Mass versus clustercentric distance for the main body of SCl 2142. Red solid line shows the total mass within a radius Dc, and shaded areas show error limits as explained in the text. Black and green dotted lines show turnaround (T) and future collapse (FC) mass (MT(R) and MFC(R)) versus radius of a sphere R in a spherical collapse model (Appendix B).

At clustercentric distances up to approximately 3 h−1 Mpc the mass of the supercluster core is determined by the mass of the cluster A2142 and its infalling subclusters, including group Gr5 at clustercentric distance of 2.4 h−1 Mpc. At clustercentric distances 3 − 4 h−1 Mpc the masses of groups Gr3 and Gr4 increase the mass of the supercluster core. According to Fig. 7, the radius of a region which has reached the turnaround and already started to collapse is of about 8 h−1 Mpc. The total mass of the supercluster core within this clustercentric distance is Mtot ≈ 2.3 × 1015 h−1 M. The core of the supercluster with radius of about 9 h−1 Mpc may collapse in the future. The total mass in the future collapse region is Mtot ≈ 2.4 × 1015 h−1 M.

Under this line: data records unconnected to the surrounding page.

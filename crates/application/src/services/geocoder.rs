//! Geocoder query object
//!
//! Turns addresses into places and coordinates into addresses through the
//! geocoding engine. Every lookup is a single-shot asynchronous request
//! whose outcome reaches the caller through exactly one callback.

use std::sync::Arc;

use domain::entities::GeocoderResponse;
use domain::value_objects::{Coordinate, CoordinateRegion, RequestHandle, RequestState};
use serde::{Deserialize, Serialize};
use tracing::instrument;

use super::request_registry::{Callback, DEFAULT_HISTORY_LIMIT, RequestRegistry};
use crate::error::ApplicationError;
use crate::ports::{GeocodeQuery, GeocodingEngine, ReverseGeocodeQuery};

/// Options fixed when the geocoder is created
#[derive(Debug, Clone, PartialEq, Default, Serialize, Deserialize)]
#[serde(rename_all = "camelCase", default)]
pub struct GeocoderOptions {
    /// Default result language (BCP 47)
    pub language: Option<String>,
    /// Whether the user location serves as a proximity hint
    pub gets_user_location: bool,
    /// Position used as hint when `gets_user_location` is set and a lookup
    /// gives no coordinate of its own
    pub user_location: Option<Coordinate>,
}

/// Options of a single forward lookup
#[derive(Debug, Clone, PartialEq, Default, Serialize, Deserialize)]
#[serde(rename_all = "camelCase", default)]
pub struct GeocoderLookupOptions {
    /// Result language, overriding the geocoder default
    pub language: Option<String>,
    /// Prefer results near this position
    pub coordinate: Option<Coordinate>,
    /// Prefer results inside this region
    pub region: Option<CoordinateRegion>,
    /// ISO 3166-1 alpha-2 codes results are limited to
    pub limit_to_countries: Vec<String>,
}

/// Options of a single reverse lookup
#[derive(Debug, Clone, PartialEq, Default, Serialize, Deserialize)]
#[serde(rename_all = "camelCase", default)]
pub struct GeocoderReverseLookupOptions {
    /// Result language, overriding the geocoder default
    pub language: Option<String>,
}

/// Issues forward and reverse geocoding requests
pub struct Geocoder {
    engine: Arc<dyn GeocodingEngine>,
    options: GeocoderOptions,
    registry: Arc<RequestRegistry>,
}

impl std::fmt::Debug for Geocoder {
    fn fmt(&self, f: &mut std::fmt::Formatter<'_>) -> std::fmt::Result {
        f.debug_struct("Geocoder")
            .field("options", &self.options)
            .field("registry", &self.registry)
            .finish_non_exhaustive()
    }
}

impl Geocoder {
    /// Create a geocoder backed by an engine
    #[must_use]
    pub fn new(engine: Arc<dyn GeocodingEngine>, options: GeocoderOptions) -> Self {
        Self {
            engine,
            options,
            registry: Arc::new(RequestRegistry::new("geocoder", DEFAULT_HISTORY_LIMIT)),
        }
    }

    /// Keep the outcome of up to `limit` finished requests
    #[must_use]
    pub fn with_history_limit(mut self, limit: usize) -> Self {
        self.registry = Arc::new(RequestRegistry::new("geocoder", limit));
        self
    }

    /// Options fixed at creation
    #[must_use]
    pub const fn options(&self) -> &GeocoderOptions {
        &self.options
    }

    /// Resolve an address or place name
    ///
    /// Returns a handle at once; `callback` receives the outcome exactly
    /// once unless the request is cancelled first. Blank text fails through
    /// the callback.
    #[instrument(skip(self, callback, options))]
    pub fn lookup<F>(&self, text: &str, callback: F, options: GeocoderLookupOptions) -> RequestHandle
    where
        F: FnOnce(Result<GeocoderResponse, ApplicationError>) + Send + 'static,
    {
        let text = text.trim().to_string();
        let query = GeocodeQuery {
            coordinate: options.coordinate.or_else(|| self.user_location_hint()),
            language: options.language.or_else(|| self.options.language.clone()),
            region: options.region,
            limit_to_countries: options.limit_to_countries,
            text,
        };
        let engine = Arc::clone(&self.engine);
        let callback: Callback<GeocoderResponse> = Box::new(callback);

        self.registry.issue(
            async move {
                if query.text.is_empty() {
                    return Err(ApplicationError::Validation(
                        "Geocoder lookup text must not be empty".to_string(),
                    ));
                }
                engine.geocode(&query).await
            },
            callback,
        )
    }

    /// Describe the places at a position
    ///
    /// The outcome reaches `callback` exactly once. No handle is returned,
    /// so reverse lookups cannot be cancelled.
    #[instrument(skip(self, callback, options))]
    pub fn reverse_lookup<F>(
        &self,
        coordinate: Coordinate,
        callback: F,
        options: GeocoderReverseLookupOptions,
    ) where
        F: FnOnce(Result<GeocoderResponse, ApplicationError>) + Send + 'static,
    {
        let query = ReverseGeocodeQuery {
            coordinate,
            language: options.language.or_else(|| self.options.language.clone()),
        };
        let engine = Arc::clone(&self.engine);
        let callback: Callback<GeocoderResponse> = Box::new(callback);

        self.registry.issue(
            async move {
                Coordinate::validated(query.coordinate.latitude(), query.coordinate.longitude())?;
                engine.reverse_geocode(&query).await
            },
            callback,
        );
    }

    /// Cancel a pending lookup
    ///
    /// Returns whether the request was still pending. Cancelling a finished
    /// or unknown request does nothing.
    pub fn cancel(&self, handle: RequestHandle) -> bool {
        self.registry.cancel(handle)
    }

    /// State of a lookup, `None` if unknown or forgotten
    #[must_use]
    pub fn state(&self, handle: RequestHandle) -> Option<RequestState> {
        self.registry.state(handle)
    }

    fn user_location_hint(&self) -> Option<Coordinate> {
        self.options
            .user_location
            .filter(|_| self.options.gets_user_location)
    }
}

Using simulations we are able to follow the evolution of dark matter haloes (Kim et al. 2015; Haines et al. 2018; and references therein). In Fig. 8 we present the mass evolution of simulated haloes found with FoF method in Horizon Run 4 simulations, as described in detail in Kim et al. (2015). The mass evolution of haloes with a given mass is plotted in Fig. 8 which shows the average evolutionary tracks of haloes with a given mass.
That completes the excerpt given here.